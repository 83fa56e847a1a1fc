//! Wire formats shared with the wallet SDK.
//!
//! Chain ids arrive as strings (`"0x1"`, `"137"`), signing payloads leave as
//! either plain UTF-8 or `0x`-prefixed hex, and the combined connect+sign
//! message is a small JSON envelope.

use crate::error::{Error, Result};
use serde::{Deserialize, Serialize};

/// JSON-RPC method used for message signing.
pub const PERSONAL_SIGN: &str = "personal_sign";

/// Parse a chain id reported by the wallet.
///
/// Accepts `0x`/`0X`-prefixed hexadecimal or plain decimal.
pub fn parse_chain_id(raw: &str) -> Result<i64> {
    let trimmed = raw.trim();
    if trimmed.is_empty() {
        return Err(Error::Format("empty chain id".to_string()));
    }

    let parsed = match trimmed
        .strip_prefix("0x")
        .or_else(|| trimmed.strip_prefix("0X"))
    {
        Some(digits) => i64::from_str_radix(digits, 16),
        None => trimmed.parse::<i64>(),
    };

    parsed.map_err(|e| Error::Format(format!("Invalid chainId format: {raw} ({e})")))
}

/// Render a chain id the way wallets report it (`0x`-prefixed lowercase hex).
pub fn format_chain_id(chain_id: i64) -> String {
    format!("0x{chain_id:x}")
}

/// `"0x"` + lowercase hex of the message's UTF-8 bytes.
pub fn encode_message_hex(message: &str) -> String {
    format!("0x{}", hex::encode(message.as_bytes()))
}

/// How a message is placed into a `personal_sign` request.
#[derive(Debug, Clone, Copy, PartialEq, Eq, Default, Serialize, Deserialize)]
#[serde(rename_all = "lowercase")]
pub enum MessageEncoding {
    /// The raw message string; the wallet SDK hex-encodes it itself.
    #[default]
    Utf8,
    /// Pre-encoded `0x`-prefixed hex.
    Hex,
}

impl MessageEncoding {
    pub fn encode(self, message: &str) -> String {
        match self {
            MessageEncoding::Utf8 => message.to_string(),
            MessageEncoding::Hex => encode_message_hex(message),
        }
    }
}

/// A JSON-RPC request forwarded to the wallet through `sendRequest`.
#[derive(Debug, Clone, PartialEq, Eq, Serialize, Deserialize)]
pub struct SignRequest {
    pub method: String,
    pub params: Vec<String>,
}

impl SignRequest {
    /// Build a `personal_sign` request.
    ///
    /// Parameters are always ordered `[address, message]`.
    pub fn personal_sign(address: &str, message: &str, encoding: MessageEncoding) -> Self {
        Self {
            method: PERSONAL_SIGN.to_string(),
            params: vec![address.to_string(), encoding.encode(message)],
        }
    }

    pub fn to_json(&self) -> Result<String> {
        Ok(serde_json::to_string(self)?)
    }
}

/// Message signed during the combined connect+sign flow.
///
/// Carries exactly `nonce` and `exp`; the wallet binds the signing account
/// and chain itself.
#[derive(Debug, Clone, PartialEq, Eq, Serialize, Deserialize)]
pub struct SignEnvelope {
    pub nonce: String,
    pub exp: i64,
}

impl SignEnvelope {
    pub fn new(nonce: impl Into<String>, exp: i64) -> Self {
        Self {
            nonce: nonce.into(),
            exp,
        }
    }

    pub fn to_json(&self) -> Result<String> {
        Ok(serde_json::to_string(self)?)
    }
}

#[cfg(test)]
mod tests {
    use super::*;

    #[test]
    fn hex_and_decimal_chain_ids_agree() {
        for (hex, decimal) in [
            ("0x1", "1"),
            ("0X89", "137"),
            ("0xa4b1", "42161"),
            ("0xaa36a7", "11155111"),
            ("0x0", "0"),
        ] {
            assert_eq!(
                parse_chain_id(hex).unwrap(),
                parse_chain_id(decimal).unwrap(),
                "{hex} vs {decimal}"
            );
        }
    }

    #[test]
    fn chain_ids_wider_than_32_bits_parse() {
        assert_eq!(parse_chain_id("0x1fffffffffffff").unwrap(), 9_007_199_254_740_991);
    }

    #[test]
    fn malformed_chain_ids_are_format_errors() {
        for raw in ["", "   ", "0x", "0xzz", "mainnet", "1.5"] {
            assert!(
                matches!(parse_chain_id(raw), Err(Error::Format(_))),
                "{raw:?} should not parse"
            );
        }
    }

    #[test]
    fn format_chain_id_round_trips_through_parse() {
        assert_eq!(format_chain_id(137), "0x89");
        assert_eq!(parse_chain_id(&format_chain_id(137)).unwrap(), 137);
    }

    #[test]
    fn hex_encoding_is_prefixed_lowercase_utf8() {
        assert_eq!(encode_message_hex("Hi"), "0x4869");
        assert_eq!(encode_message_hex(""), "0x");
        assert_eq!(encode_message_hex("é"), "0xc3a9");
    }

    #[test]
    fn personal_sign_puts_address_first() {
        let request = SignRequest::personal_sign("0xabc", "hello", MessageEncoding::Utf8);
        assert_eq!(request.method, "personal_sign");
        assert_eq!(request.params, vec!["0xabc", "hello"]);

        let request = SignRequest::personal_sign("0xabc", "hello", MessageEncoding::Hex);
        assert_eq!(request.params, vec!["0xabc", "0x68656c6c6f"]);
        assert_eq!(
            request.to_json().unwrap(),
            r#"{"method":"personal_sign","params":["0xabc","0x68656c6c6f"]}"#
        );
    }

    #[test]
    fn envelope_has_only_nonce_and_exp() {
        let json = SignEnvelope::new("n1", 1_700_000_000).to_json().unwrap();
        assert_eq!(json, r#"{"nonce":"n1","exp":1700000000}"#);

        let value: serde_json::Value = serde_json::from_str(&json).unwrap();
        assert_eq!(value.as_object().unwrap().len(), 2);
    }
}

---

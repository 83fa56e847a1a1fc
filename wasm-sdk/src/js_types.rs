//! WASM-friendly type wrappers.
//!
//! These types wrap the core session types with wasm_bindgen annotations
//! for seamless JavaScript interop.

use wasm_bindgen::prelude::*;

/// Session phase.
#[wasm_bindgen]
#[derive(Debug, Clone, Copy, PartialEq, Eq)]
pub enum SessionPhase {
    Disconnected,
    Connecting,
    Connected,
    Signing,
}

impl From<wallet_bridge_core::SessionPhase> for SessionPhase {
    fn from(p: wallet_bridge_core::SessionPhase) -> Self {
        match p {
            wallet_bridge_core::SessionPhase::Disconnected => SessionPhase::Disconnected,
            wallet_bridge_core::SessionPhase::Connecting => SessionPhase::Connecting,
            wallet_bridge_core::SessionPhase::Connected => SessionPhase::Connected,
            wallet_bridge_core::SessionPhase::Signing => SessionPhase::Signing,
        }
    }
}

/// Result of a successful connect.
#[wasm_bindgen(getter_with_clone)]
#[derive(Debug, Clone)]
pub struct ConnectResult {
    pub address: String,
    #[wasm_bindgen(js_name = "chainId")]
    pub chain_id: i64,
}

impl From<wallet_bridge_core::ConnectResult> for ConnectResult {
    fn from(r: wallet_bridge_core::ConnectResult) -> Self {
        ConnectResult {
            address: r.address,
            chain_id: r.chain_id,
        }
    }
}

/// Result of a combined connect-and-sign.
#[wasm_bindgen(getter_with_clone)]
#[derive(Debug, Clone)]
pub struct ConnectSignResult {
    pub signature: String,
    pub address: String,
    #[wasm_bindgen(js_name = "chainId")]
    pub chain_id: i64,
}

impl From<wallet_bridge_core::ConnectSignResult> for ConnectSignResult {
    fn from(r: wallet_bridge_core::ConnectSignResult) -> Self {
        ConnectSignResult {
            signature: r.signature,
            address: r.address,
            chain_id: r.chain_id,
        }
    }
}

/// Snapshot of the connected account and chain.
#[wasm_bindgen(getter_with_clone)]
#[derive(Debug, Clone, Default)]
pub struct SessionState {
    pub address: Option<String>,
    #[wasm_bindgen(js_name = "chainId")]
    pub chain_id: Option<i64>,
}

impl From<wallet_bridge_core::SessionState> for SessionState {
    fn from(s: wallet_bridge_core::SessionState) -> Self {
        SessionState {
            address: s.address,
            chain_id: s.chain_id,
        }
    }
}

---

■ WHAT YOU WILL DO ■
Check each line above for the string "trimmed" and return those that contain it.

■ YOUR RESPONSE ■
    let trimmed = raw.trim();
    if trimmed.is_empty() {
    let parsed = match trimmed
        .or_else(|| trimmed.strip_prefix("0X"))
        None => trimmed.parse::<i64>(),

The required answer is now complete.